Saved entries

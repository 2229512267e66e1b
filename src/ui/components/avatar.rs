// SPDX-License-Identifier: MIT
// SPDX-FileCopyrightText: 2025 Alexander Minges

//! Avatar picker with inspection and thumbnail preview, MVU-style.

use std::path::{Path, PathBuf};

use eframe::egui;

use crate::models::submission::AvatarFile;

/// Extensions offered in the file dialog and decoded for previews.
pub const IMAGE_EXTENSIONS: [&str; 8] = ["png", "jpg", "jpeg", "bmp", "tiff", "tif", "gif", "webp"];

/// MVU state for the avatar picker.
#[derive(Default)]
pub struct AvatarModel {
    selected: Option<AvatarFile>,
    /// Path currently being inspected on a worker.
    inspecting: Option<PathBuf>,
    thumbnail: Option<egui::TextureHandle>,
    thumbnail_failed: bool,
}

/// Messages emitted by the avatar view or returned by workers.
// Debug omitted because TextureHandle is not Debug.
pub enum AvatarMsg {
    RequestPick,
    Picked(Option<PathBuf>),
    Inspected {
        path: PathBuf,
        size: u64,
        mime: String,
    },
    InspectFailed {
        path: PathBuf,
        message: String,
    },
    ThumbnailReady {
        path: PathBuf,
        texture: egui::TextureHandle,
    },
    ThumbnailFailed {
        path: PathBuf,
    },
    Clear,
}

/// Side effects requested by the picker.
#[derive(Clone, Debug, PartialEq, Eq)]
pub enum AvatarCommand {
    PickFile,
    Inspect { path: PathBuf },
    LoadThumbnail { path: PathBuf },
}

/// Feedback for the status bar or error modal.
#[derive(Clone, Debug, PartialEq, Eq)]
pub struct AvatarEvent {
    pub message: String,
    pub is_error: bool,
}

impl AvatarModel {
    /// Currently selected avatar, if any.
    pub fn selected(&self) -> Option<&AvatarFile> {
        self.selected.as_ref()
    }

    pub fn is_inspecting(&self) -> bool {
        self.inspecting.is_some()
    }

    #[cfg(test)]
    pub fn select(&mut self, avatar: AvatarFile) {
        self.selected = Some(avatar);
    }
}

/// Apply a message to the avatar model. Returns a user-facing event when relevant.
pub fn update(
    model: &mut AvatarModel,
    msg: AvatarMsg,
    cmds: &mut Vec<AvatarCommand>,
) -> Option<AvatarEvent> {
    match msg {
        AvatarMsg::RequestPick => {
            cmds.push(AvatarCommand::PickFile);
            None
        }
        AvatarMsg::Picked(None) => Some(AvatarEvent {
            message: "Nenhum arquivo selecionado.".into(),
            is_error: false,
        }),
        AvatarMsg::Picked(Some(path)) => {
            model.inspecting = Some(path.clone());
            cmds.push(AvatarCommand::Inspect { path });
            None
        }
        AvatarMsg::Inspected { path, size, mime } => {
            // A newer pick supersedes this result.
            if model.inspecting.as_ref() != Some(&path) {
                return None;
            }
            model.inspecting = None;
            model.thumbnail = None;
            model.thumbnail_failed = false;
            if is_image(&path) {
                cmds.push(AvatarCommand::LoadThumbnail { path: path.clone() });
            }
            let avatar = AvatarFile::new(path, size, mime);
            let message = format!("Avatar selecionado: {} ({})", avatar.name, format_bytes(size));
            model.selected = Some(avatar);
            Some(AvatarEvent {
                message,
                is_error: false,
            })
        }
        AvatarMsg::InspectFailed { path, message } => {
            if model.inspecting.as_ref() == Some(&path) {
                model.inspecting = None;
            }
            Some(AvatarEvent {
                message: format!("Não foi possível ler {}: {message}", path.display()),
                is_error: true,
            })
        }
        AvatarMsg::ThumbnailReady { path, texture } => {
            if is_selected(model, &path) {
                model.thumbnail = Some(texture);
            }
            None
        }
        AvatarMsg::ThumbnailFailed { path } => {
            if is_selected(model, &path) {
                model.thumbnail_failed = true;
            }
            None
        }
        AvatarMsg::Clear => {
            *model = AvatarModel::default();
            Some(AvatarEvent {
                message: "Avatar removido.".into(),
                is_error: false,
            })
        }
    }
}

fn is_selected(model: &AvatarModel, path: &Path) -> bool {
    model.selected.as_ref().is_some_and(|a| a.path == path)
}

/// Render the picker and return any messages triggered by user interaction.
pub fn view(ui: &mut egui::Ui, model: &AvatarModel, enabled: bool) -> Vec<AvatarMsg> {
    let mut msgs = Vec::new();

    ui.horizontal(|ui| {
        let pick = egui::Button::new(format!("{} Escolher imagem", egui_phosphor::regular::IMAGE));
        if ui.add_enabled(enabled, pick).clicked() {
            msgs.push(AvatarMsg::RequestPick);
        }
        if model.is_inspecting() {
            ui.add(egui::Spinner::new().size(14.0));
        }
    });

    ui.add_space(6.0);

    let visuals = ui.visuals().clone();
    egui::Frame::new()
        .fill(visuals.panel_fill)
        .stroke(visuals.window_stroke())
        .inner_margin(8.0)
        .show(ui, |ui| match &model.selected {
            None => {
                ui.label(
                    egui::RichText::new("Nenhuma imagem selecionada")
                        .color(egui::Color32::from_gray(150)),
                );
            }
            Some(avatar) => {
                ui.horizontal(|ui| {
                    render_thumbnail(ui, model);
                    ui.vertical(|ui| {
                        ui.label(avatar.name.as_str());
                        ui.label(
                            egui::RichText::new(format!("{} | {}", avatar.mime, format_bytes(avatar.size)))
                                .small()
                                .color(egui::Color32::from_gray(90)),
                        );
                    });
                    ui.with_layout(egui::Layout::right_to_left(egui::Align::Center), |ui| {
                        if ui
                            .add_enabled(
                                enabled,
                                egui::Button::new(egui_phosphor::regular::TRASH_SIMPLE),
                            )
                            .on_hover_text("Remover avatar")
                            .clicked()
                        {
                            msgs.push(AvatarMsg::Clear);
                        }
                    });
                });
            }
        });

    msgs
}

fn render_thumbnail(ui: &mut egui::Ui, model: &AvatarModel) {
    const MAX: f32 = 72.0;
    match &model.thumbnail {
        Some(texture) => {
            let size = texture.size_vec2();
            let scale = (MAX / size.x).min(MAX / size.y).min(1.0);
            ui.add(egui::Image::new((texture.id(), size * scale)));
        }
        None => {
            let (rect, _) = ui.allocate_exact_size(egui::vec2(MAX, MAX), egui::Sense::hover());
            let icon = if model.thumbnail_failed {
                egui_phosphor::regular::IMAGE_BROKEN
            } else {
                egui_phosphor::regular::USER_CIRCLE
            };
            ui.painter().text(
                rect.center(),
                egui::Align2::CENTER_CENTER,
                icon,
                egui::FontId::proportional(40.0),
                egui::Color32::from_gray(140),
            );
        }
    }
}

/// True when the extension is one we can decode for a preview.
pub(crate) fn is_image(path: &Path) -> bool {
    path.extension()
        .and_then(|e| e.to_str())
        .is_some_and(|ext| IMAGE_EXTENSIONS.contains(&ext.to_ascii_lowercase().as_str()))
}

pub(crate) fn guess_mime(path: &Path) -> String {
    mime_guess::from_path(path)
        .first_or_octet_stream()
        .essence_str()
        .to_string()
}

/// Read size and MIME type of a picked file.
pub(crate) fn inspect_file(path: &Path) -> std::io::Result<(u64, String)> {
    let meta = path.metadata()?;
    if !meta.is_file() {
        return Err(std::io::Error::new(
            std::io::ErrorKind::InvalidInput,
            "não é um arquivo",
        ));
    }
    Ok((meta.len(), guess_mime(path)))
}

/// Human-readable formatting for byte sizes with binary units.
pub(crate) fn format_bytes(bytes: u64) -> String {
    const UNITS: [&str; 4] = ["B", "KB", "MB", "GB"];
    let mut value = bytes as f64;
    let mut unit = 0;
    while value >= 1024.0 && unit < UNITS.len() - 1 {
        value /= 1024.0;
        unit += 1;
    }
    if unit == 0 {
        format!("{bytes} B")
    } else {
        format!("{value:.1} {}", UNITS[unit])
    }
}

/// Decode and shrink an image into a preview-sized `ColorImage`.
pub(crate) fn load_image_thumbnail(path: &Path) -> Result<egui::ColorImage, String> {
    const MAX: u32 = 256;

    let dyn_img = image::open(path).map_err(|e| e.to_string())?;
    let resized = dyn_img.thumbnail(MAX, MAX).to_rgba8();
    let size = [resized.width() as usize, resized.height() as usize];
    let pixels = resized.into_raw();
    Ok(egui::ColorImage::from_rgba_unmultiplied(size, &pixels))
}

Exercise prompt: In the records above, locate each line with the word "ColorImage". Copy all such lines.

Answer below:
/// Decode and shrink an image into a preview-sized `ColorImage`.
pub(crate) fn load_image_thumbnail(path: &Path) -> Result<egui::ColorImage, String> {
    Ok(egui::ColorImage::from_rgba_unmultiplied(size, &pixels))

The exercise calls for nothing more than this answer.